Only the lines containing "Deserialize" belong in the answer; find them in the material below.

**** The data

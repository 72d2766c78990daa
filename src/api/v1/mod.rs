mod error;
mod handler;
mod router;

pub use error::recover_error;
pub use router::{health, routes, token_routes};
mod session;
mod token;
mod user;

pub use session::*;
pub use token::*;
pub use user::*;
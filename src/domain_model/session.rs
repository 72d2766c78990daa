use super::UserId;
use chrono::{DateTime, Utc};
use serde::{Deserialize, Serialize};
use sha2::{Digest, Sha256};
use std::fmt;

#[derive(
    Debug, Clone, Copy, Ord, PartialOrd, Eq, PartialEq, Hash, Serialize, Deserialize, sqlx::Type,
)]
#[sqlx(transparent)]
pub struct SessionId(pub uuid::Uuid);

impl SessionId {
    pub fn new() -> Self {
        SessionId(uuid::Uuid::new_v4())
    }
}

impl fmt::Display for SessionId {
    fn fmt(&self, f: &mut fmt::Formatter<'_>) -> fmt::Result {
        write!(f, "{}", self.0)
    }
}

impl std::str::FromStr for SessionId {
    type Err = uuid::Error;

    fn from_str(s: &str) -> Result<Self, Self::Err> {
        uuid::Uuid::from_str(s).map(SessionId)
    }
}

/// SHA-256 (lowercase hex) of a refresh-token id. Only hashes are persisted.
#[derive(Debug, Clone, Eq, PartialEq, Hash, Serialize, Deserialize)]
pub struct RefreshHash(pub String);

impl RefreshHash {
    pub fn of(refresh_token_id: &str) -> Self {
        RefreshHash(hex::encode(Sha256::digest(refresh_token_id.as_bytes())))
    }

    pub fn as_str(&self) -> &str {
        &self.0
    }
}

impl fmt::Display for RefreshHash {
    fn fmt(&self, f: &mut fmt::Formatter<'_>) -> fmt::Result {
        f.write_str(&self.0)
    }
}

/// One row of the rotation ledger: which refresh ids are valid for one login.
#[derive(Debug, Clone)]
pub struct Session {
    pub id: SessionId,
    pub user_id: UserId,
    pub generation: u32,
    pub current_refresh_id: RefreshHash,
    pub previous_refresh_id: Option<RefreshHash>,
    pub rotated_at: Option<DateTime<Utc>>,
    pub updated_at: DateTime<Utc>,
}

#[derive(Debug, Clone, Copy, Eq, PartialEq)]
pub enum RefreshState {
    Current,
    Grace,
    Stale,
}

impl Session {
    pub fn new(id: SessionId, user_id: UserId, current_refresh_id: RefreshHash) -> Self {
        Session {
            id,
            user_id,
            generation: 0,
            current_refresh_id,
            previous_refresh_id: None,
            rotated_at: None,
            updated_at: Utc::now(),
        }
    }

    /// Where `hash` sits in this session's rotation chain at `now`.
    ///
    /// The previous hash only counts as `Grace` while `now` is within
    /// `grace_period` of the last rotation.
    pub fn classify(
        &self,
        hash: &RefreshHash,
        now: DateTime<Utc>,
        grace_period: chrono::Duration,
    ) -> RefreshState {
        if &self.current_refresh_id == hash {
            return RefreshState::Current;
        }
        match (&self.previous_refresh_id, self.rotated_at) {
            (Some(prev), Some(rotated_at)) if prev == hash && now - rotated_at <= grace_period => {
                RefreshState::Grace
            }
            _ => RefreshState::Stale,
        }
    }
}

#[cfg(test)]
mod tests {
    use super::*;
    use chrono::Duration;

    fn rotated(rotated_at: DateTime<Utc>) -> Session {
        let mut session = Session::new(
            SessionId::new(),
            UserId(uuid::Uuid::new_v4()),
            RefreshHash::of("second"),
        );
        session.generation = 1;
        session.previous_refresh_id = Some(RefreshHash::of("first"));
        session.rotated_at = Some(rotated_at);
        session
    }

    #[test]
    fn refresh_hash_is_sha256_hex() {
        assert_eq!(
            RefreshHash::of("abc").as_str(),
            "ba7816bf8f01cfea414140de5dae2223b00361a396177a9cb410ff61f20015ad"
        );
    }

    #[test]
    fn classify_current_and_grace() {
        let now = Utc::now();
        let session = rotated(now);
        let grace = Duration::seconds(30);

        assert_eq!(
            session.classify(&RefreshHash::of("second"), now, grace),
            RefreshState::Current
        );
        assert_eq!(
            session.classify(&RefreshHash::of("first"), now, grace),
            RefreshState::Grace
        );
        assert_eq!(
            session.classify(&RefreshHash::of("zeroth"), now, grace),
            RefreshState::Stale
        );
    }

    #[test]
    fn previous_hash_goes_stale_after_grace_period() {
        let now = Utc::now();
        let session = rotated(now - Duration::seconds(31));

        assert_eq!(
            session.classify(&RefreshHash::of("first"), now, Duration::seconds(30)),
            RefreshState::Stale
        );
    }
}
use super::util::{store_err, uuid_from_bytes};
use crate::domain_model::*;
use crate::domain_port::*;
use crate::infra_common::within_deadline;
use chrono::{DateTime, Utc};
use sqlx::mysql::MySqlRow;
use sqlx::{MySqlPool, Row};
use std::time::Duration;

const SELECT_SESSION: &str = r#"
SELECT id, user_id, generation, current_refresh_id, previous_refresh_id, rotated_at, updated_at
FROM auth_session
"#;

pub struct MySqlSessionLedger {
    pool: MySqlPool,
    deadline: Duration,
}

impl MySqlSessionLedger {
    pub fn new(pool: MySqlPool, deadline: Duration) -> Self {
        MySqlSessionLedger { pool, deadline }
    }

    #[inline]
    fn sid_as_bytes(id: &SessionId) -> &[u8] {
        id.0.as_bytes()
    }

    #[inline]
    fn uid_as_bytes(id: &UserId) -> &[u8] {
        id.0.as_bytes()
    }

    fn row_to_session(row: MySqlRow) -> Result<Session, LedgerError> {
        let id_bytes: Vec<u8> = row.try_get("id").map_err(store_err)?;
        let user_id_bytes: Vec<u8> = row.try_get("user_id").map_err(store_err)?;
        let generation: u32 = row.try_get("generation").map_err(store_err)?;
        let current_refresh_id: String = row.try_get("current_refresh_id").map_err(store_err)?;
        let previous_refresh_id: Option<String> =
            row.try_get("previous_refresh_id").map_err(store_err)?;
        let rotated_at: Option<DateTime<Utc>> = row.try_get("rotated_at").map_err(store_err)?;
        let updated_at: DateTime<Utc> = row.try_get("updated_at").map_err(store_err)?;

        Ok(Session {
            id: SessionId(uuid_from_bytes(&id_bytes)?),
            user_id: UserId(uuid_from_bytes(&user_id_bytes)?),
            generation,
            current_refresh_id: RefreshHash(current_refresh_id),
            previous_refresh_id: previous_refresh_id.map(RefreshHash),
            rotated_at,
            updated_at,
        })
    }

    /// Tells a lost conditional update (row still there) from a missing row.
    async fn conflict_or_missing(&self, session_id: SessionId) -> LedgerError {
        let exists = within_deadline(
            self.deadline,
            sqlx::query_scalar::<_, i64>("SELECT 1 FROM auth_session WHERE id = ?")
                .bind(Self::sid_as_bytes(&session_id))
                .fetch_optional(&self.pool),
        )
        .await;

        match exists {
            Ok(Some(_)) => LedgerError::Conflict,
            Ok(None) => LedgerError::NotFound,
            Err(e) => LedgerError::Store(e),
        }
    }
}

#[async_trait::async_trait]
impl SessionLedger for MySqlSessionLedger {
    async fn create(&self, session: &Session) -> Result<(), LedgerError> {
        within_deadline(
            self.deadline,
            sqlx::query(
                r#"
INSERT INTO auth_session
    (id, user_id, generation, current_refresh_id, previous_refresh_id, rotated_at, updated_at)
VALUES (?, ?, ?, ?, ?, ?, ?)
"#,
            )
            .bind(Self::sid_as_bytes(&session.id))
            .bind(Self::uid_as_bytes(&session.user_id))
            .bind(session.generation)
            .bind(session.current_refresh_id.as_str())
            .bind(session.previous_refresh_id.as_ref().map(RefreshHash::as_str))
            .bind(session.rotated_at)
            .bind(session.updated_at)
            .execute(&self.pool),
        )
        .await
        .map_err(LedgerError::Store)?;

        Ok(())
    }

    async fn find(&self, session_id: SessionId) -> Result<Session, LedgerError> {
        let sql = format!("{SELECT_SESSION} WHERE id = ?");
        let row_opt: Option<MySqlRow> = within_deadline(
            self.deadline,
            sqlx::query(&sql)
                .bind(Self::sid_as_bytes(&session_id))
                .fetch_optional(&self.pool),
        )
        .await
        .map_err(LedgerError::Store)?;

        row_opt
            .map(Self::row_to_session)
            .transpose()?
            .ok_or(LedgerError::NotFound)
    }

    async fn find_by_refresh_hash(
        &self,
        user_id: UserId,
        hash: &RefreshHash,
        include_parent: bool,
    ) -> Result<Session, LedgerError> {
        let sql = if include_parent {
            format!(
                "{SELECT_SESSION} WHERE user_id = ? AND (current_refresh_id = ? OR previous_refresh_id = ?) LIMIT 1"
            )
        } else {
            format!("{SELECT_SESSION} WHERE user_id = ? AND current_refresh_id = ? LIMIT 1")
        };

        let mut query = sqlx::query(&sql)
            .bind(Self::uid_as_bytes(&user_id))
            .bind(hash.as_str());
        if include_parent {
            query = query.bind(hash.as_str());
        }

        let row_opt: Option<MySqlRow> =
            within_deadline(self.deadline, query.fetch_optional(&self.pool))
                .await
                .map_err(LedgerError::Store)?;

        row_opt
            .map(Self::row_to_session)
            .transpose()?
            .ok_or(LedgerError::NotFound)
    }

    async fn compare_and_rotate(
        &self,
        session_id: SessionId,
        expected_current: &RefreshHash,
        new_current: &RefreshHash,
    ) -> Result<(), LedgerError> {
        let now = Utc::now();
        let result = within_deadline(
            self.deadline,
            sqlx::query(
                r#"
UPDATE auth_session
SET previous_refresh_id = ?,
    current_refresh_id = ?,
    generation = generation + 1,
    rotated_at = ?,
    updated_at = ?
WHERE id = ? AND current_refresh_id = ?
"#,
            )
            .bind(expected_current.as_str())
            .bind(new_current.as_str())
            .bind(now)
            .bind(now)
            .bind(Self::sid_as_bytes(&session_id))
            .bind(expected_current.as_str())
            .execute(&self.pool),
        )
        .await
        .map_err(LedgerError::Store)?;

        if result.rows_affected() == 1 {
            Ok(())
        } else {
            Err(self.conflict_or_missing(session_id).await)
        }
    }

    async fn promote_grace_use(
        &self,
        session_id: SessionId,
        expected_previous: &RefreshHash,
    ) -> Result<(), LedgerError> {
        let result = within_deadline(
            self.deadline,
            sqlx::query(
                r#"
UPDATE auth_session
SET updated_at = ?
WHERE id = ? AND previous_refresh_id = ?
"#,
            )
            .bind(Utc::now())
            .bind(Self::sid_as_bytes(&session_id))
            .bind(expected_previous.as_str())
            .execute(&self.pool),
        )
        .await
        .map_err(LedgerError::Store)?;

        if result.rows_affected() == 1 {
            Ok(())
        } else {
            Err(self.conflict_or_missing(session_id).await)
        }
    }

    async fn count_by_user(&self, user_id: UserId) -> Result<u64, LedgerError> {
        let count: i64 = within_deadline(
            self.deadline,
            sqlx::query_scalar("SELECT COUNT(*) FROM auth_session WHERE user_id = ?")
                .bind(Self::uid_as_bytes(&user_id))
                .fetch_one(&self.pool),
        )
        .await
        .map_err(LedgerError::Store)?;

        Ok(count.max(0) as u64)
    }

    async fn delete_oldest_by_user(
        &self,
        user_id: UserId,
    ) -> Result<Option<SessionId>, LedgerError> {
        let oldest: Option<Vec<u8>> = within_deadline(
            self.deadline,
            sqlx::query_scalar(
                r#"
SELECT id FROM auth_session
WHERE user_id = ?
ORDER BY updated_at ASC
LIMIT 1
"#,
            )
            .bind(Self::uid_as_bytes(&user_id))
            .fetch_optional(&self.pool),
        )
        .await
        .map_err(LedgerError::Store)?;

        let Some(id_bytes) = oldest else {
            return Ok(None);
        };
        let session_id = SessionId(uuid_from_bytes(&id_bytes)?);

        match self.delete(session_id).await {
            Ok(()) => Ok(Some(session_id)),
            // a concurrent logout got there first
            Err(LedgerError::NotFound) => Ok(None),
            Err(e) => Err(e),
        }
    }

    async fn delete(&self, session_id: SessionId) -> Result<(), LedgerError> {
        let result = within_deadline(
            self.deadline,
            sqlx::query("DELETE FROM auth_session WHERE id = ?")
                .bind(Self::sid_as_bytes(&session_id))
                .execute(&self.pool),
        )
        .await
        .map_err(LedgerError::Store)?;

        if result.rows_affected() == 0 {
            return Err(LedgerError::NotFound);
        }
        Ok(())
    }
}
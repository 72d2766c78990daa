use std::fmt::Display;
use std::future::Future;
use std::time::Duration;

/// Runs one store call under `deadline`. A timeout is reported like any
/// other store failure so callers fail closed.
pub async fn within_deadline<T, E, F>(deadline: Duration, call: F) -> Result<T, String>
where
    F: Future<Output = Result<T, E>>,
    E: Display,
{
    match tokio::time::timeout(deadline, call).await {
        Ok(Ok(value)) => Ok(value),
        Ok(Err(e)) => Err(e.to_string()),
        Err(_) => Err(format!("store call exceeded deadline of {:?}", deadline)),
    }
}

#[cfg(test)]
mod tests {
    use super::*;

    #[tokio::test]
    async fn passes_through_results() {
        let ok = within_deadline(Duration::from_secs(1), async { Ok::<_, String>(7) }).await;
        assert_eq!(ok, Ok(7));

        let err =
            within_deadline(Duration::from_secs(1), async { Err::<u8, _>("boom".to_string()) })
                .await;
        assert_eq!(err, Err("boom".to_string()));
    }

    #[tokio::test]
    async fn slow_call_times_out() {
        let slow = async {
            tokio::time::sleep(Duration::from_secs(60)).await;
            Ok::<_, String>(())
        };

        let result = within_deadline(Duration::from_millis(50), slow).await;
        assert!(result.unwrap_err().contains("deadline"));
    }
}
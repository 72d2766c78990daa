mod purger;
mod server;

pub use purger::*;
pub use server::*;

********

[Output]
use serde::{Deserialize, Serialize};
    Debug, Clone, Copy, Ord, PartialOrd, Eq, PartialEq, Hash, Serialize, Deserialize, sqlx::Type,
#[derive(Debug, Clone, Eq, PartialEq, Hash, Serialize, Deserialize)]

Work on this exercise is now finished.